- It is high time we accept as a society that this right has been left unchecked for far too long and with disastrous outcomes.
- President William Ruto has heard the peoples’ cry and formed a Commission of Inquiry to delve into this Shakahola tragedy.
The constitution is apt that every person has the right to freedom of conscience, religion, thought, belief and opinion. However given the now infamous reports of suspected cultic practices in the Kenyan landscape, this right of religion should be curtailed.
The name Shakahola now bears a dark, mysterious ring to it. It is alleged that Pastor Paul Mackenzie, the founder of Good News International Church, is responsible for the deaths of more 100 persons, who either died from starvation or strangulation, and that they were all buried in his 800-acre Shakahola farm.
Somewhere in the Shakahola melee, the name Pastor Ezekiel pops up and Kenyans are informed that this leader of the New Life Church Centre was also allegedly connected to the Shakahola massacre.
Before we even grab our seats, reports once again indicate that yet another church, Rainbow Faith Ministries Church, has been closed down by the authorities for suspected cultic teaching and practices. Absolutely mind-boggling.
The question to ask then is this: Is there any panacea to this current state of affairs?
Article 24 of the Grundnorm provides that any right or fundamental freedom may be limited to the extent that the limitation is reasonable and justifiable in an open and democratic society. Some rights are non-derogable meaning they may not be limited but thankfully, the right to freedom of religion is not one of them.
It is high time we accept as a society that this right has been left unchecked for far too long and with disastrous outcomes. President William Ruto has heard the peoples’ cry and formed a Commission of Inquiry to delve into this Shakahola tragedy.
Whether this step is legal or not is a question for the courts to answer, given that the de facto opposition leader Raila Odinga has challenged its validity through a petition to the courts.
The President has also formed a task force to look into the framework governing religious institutions. The aim of such a measure, I believe, would be to develop an encompassing formula capable of effectively dealing with runaway churches.
It is unfortunate that the religious sector has largely been a free-for-all with any charismatic person with a microphone able to set up their own church.
In the days of old, medicine, law and being a clergyman were highly revered career paths. Tables have since turned with doctors now lacking employment and law as a career does not seem to pay as much as being a clergyman.

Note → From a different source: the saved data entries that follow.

//! Employee — a row in the imported company directory.
//!
//! Identity is the employee code assigned by the HR system. Attribute columns
//! are overwritten wholesale by periodic bulk imports; nothing else writes
//! them.

use chrono::{DateTime, Utc};
use serde::{Deserialize, Serialize};

/// Minimum length for a submitted employee code. Shorter input is rejected
/// before any directory lookup happens.
pub const MIN_EMP_ID_LEN: usize = 6;

/// Canonical width of machine-issued employee codes. Shorter codes are
/// zero-padded to this width as a lookup fallback.
pub const EMP_ID_PAD_WIDTH: usize = 8;

/// A directory record, keyed by employee code.
#[derive(Debug, Clone, Serialize, Deserialize)]
pub struct Employee {
  pub emp_id:      String,
  pub name:        String,
  pub position:    Option<String>,
  /// Short label of the organizational unit.
  pub unit:        Option<String>,
  pub cost_center: Option<String>,
  pub created_at:  DateTime<Utc>,
  pub updated_at:  DateTime<Utc>,
}

/// Input to a directory bulk import. Timestamps are set by the store.
#[derive(Debug, Clone, PartialEq, Eq)]
pub struct NewEmployee {
  pub emp_id:      String,
  pub name:        String,
  pub position:    Option<String>,
  pub unit:        Option<String>,
  pub cost_center: Option<String>,
}

/// Outcome counts of a directory bulk import.
#[derive(Debug, Clone, Copy, Default, Serialize)]
pub struct ImportSummary {
  pub inserted: u64,
  pub updated:  u64,
}

/// The lookup forms tried against the directory, in order.
///
/// Badge scanners and keyboards disagree about leading zeros, so a submitted
/// code is tried as:
///
/// 1. the trimmed input, verbatim;
/// 2. the input with leading zeros stripped, if that form still has at least
///    [`MIN_EMP_ID_LEN`] characters;
/// 3. the input zero-padded to [`EMP_ID_PAD_WIDTH`], if it was shorter.
///
/// Duplicate forms are emitted once. The first form with a directory hit
/// wins.
pub fn lookup_candidates(raw: &str) -> Vec<String> {
  let trimmed = raw.trim();
  let mut candidates = vec![trimmed.to_owned()];

  let stripped = trimmed.trim_start_matches('0');
  if stripped.len() >= MIN_EMP_ID_LEN && stripped != trimmed {
    candidates.push(stripped.to_owned());
  }

  if trimmed.len() < EMP_ID_PAD_WIDTH {
    let width  = EMP_ID_PAD_WIDTH;
    let padded = format!("{trimmed:0>width$}");
    if !candidates.iter().any(|c| c == &padded) {
      candidates.push(padded);
    }
  }

  candidates
}
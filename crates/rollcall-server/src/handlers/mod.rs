//! Route handlers for the admin, organizer, and auth surfaces.

pub mod admin;
pub mod auth;
pub mod organizer;

use axum::{
  http::{StatusCode, header},
  response::{IntoResponse, Response},
};
use chrono::{NaiveDate, NaiveTime};
use serde::Deserialize;

use rollcall_core::{
  meeting::{Meeting, MeetingUpdate, NewMeeting},
  registration::Registration,
};

// ─── Shared request shapes ───────────────────────────────────────────────────

/// JSON body shared by meeting create and edit, for both surfaces.
#[derive(Debug, Deserialize)]
pub struct MeetingBody {
  pub topic:        String,
  pub meeting_date: NaiveDate,
  pub start_time:   NaiveTime,
  pub end_time:     NaiveTime,
  pub room:         Option<String>,
  pub floor:        Option<String>,
  pub building:     Option<String>,
  /// Create only: activate on creation. Ignored on edit.
  #[serde(default)]
  pub is_active:    bool,
}

impl MeetingBody {
  pub fn into_new_meeting(self, organizer_id: Option<i64>) -> NewMeeting {
    NewMeeting {
      topic:        self.topic,
      meeting_date: self.meeting_date,
      start_time:   self.start_time,
      end_time:     self.end_time,
      room:         self.room,
      floor:        self.floor,
      building:     self.building,
      organizer_id,
      is_active:    self.is_active,
    }
  }

  pub fn into_update(self) -> MeetingUpdate {
    MeetingUpdate {
      topic:        self.topic,
      meeting_date: self.meeting_date,
      start_time:   self.start_time,
      end_time:     self.end_time,
      room:         self.room,
      floor:        self.floor,
      building:     self.building,
    }
  }
}

#[derive(Debug, Deserialize, Default)]
pub struct PageParams {
  pub limit:  Option<usize>,
  pub offset: Option<usize>,
}

// ─── CSV download response ───────────────────────────────────────────────────

/// Attendance sheet as a CSV attachment.
pub fn csv_download(meeting: &Meeting, registrations: &[Registration]) -> Response {
  let body     = rollcall_csv::attendance_sheet(registrations);
  let filename = rollcall_csv::export_filename(meeting);

  (
    StatusCode::OK,
    [
      (header::CONTENT_TYPE, "text/csv; charset=utf-8".to_string()),
      (
        header::CONTENT_DISPOSITION,
        format!("attachment; filename=\"{filename}\""),
      ),
    ],
    body,
  )
    .into_response()
}
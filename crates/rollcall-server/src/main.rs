//! rollcall-server binary.
//!
//! Reads `config.toml` (or the path specified with `--config`), opens an
//! in-process SQLite store, and serves the check-in, admin, and organizer
//! APIs over HTTP.
//!
//! # Password hash generation
//!
//! To generate the argon2 PHC string for `admin_password_hash` in
//! config.toml:
//!
//! ```
//! cargo run -p rollcall-server -- --hash-password
//! ```

use std::{
  path::{Path, PathBuf},
  sync::Arc,
};

use anyhow::Context as _;
use argon2::{Argon2, PasswordHasher, password_hash::SaltString};
use clap::Parser;
use rand_core::OsRng;
use tokio::net::TcpListener;
use tracing::level_filters::LevelFilter;
use tracing_subscriber::EnvFilter;

use rollcall_api::ActiveMeetingResolver;
use rollcall_server::{auth::AdminAuth, notifier, AppState, ServerConfig};
use rollcall_store_sqlite::SqliteStore;

#[derive(Parser)]
#[command(author, version, about = "rollcall meeting check-in server")]
struct Cli {
  /// Path to the TOML configuration file.
  #[arg(short, long, default_value = "config.toml")]
  config: PathBuf,

  /// Print the argon2 hash for a password entered on stdin and exit.
  #[arg(long)]
  hash_password: bool,
}

#[tokio::main]
async fn main() -> anyhow::Result<()> {
  // Initialise tracing.
  tracing_subscriber::fmt()
    .with_env_filter(
      EnvFilter::builder()
        .with_default_directive(LevelFilter::INFO.into())
        .from_env_lossy(),
    )
    .init();

  let cli = Cli::parse();

  // Helper mode: hash a password and exit.
  if cli.hash_password {
    let password = password_from_stdin()?;
    let salt = SaltString::generate(&mut OsRng);
    let hash = Argon2::default()
      .hash_password(password.as_bytes(), &salt)
      .map_err(|e| anyhow::anyhow!("argon2 error: {e}"))?
      .to_string();
    println!("{hash}");
    return Ok(());
  }

  // Load configuration.
  let settings = config::Config::builder()
    .add_source(config::File::from(cli.config).required(false))
    .add_source(config::Environment::with_prefix("ROLLCALL"))
    .build()
    .context("failed to read config file")?;

  let server_cfg: ServerConfig = settings
    .try_deserialize()
    .context("failed to deserialise ServerConfig")?;

  // Expand `~` in store path.
  let store_path = expand_tilde(&server_cfg.store_path);

  // Open SQLite store.
  let store = SqliteStore::open(&store_path)
    .await
    .with_context(|| format!("failed to open store at {store_path:?}"))?;
  let store = Arc::new(store);

  // Background notification dispatch.
  let notifications = notifier::spawn(server_cfg.webhook_url.clone())?;

  // Build application state.
  let state = AppState {
    store:    store.clone(),
    resolver: Arc::new(ActiveMeetingResolver::new(
      store,
      server_cfg.resolver_config(),
    )),
    auth: Arc::new(AdminAuth {
      username:      server_cfg.admin_username.clone(),
      password_hash: server_cfg.admin_password_hash.clone(),
    }),
    config: Arc::new(server_cfg.clone()),
    notifications,
  };

  let app = rollcall_server::router(state);
  let address = format!("{}:{}", server_cfg.host, server_cfg.port);

  tracing::info!("Listening on http://{address}");
  let listener = TcpListener::bind(&address)
    .await
    .with_context(|| format!("failed to bind {address}"))?;

  axum::serve(listener, app).await.context("server error")?;

  Ok(())
}

/// Read a password from stdin.
fn password_from_stdin() -> anyhow::Result<String> {
  use std::io::{self, BufRead, Write};
  let stdin = io::stdin();
  print!("Password: ");
  io::stdout().flush().ok();
  let mut line = String::new();
  stdin.lock().read_line(&mut line)?;
  Ok(
    line
      .trim_end_matches('\n')
      .trim_end_matches('\r')
      .to_string(),
  )
}

/// Expand a leading `~` to the user's home directory.
fn expand_tilde(path: &Path) -> PathBuf {
  let s = path.to_string_lossy();
  if let Some(rest) = s.strip_prefix("~/")
    && let Ok(home) = std::env::var("HOME")
  {
    return PathBuf::from(home).join(rest);
  }
  path.to_path_buf()
}
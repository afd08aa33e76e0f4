//! CSV import/export for rollcall.
//!
//! Serializes attendance sheets for download and parses employee-directory
//! bulk imports. RFC 4180 quoting, CRLF record separators, and a UTF-8 BOM on
//! export so spreadsheet applications detect the encoding.

pub mod error;
pub mod parse;
pub mod serialize;

pub use error::{Error, Result};
pub use parse::parse_employees;
pub use serialize::{attendance_sheet, export_filename};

As things currently stand, one can never go wrong with a church. So what wild measures may need to be undertaken to ensure that those actually called to lead the flock end up doing so?
There should be a board of some sort that shall be responsible for a database of all the churches in Kenya. Each leader of such a church or religious outfit should also hold an annual licence to preach and pass their knowledge to the flock. Of course before acquiring a licence to preach, there should be an overall exam to be undertaken to determine if the future clergyman/woman is qualified to preach.
Not surprisingly, these proposals raise their own challenges.
For example, will the overall exam test the Catholic, Protestant, or Seventh Day Adventist, etc teachings? Will there be a different exam for each denomination? Also, may it be considered discriminatory to group the exam under the aforesaid denominations keeping in mind the many Christian denominations under the sun?
These cursory ideas are not perfect but the truth of the matter is something has to be done, and fast. We as a society need to get on top of this thing before it continues to run amok.
Traditionally, any comments and challenges to the current set up of the religious sector has often led to chastisement but we need to be brave enough to realise that something is wrong and that it needs fixing.
The good book tells us in Ecclesiastes 3:1 that “There is a time for everything and a season for every activity under the heavens.”
Practising one’s faith through various channels is commendable but not working, not seeking medical services or not going to school all in the name of seeking God, is frowned upon as elucidated in the aforesaid verse.
There is a time for everything. A time to pray, a time to toil, and a time to learn. As believers or otherwise, it is about time we act accordingly.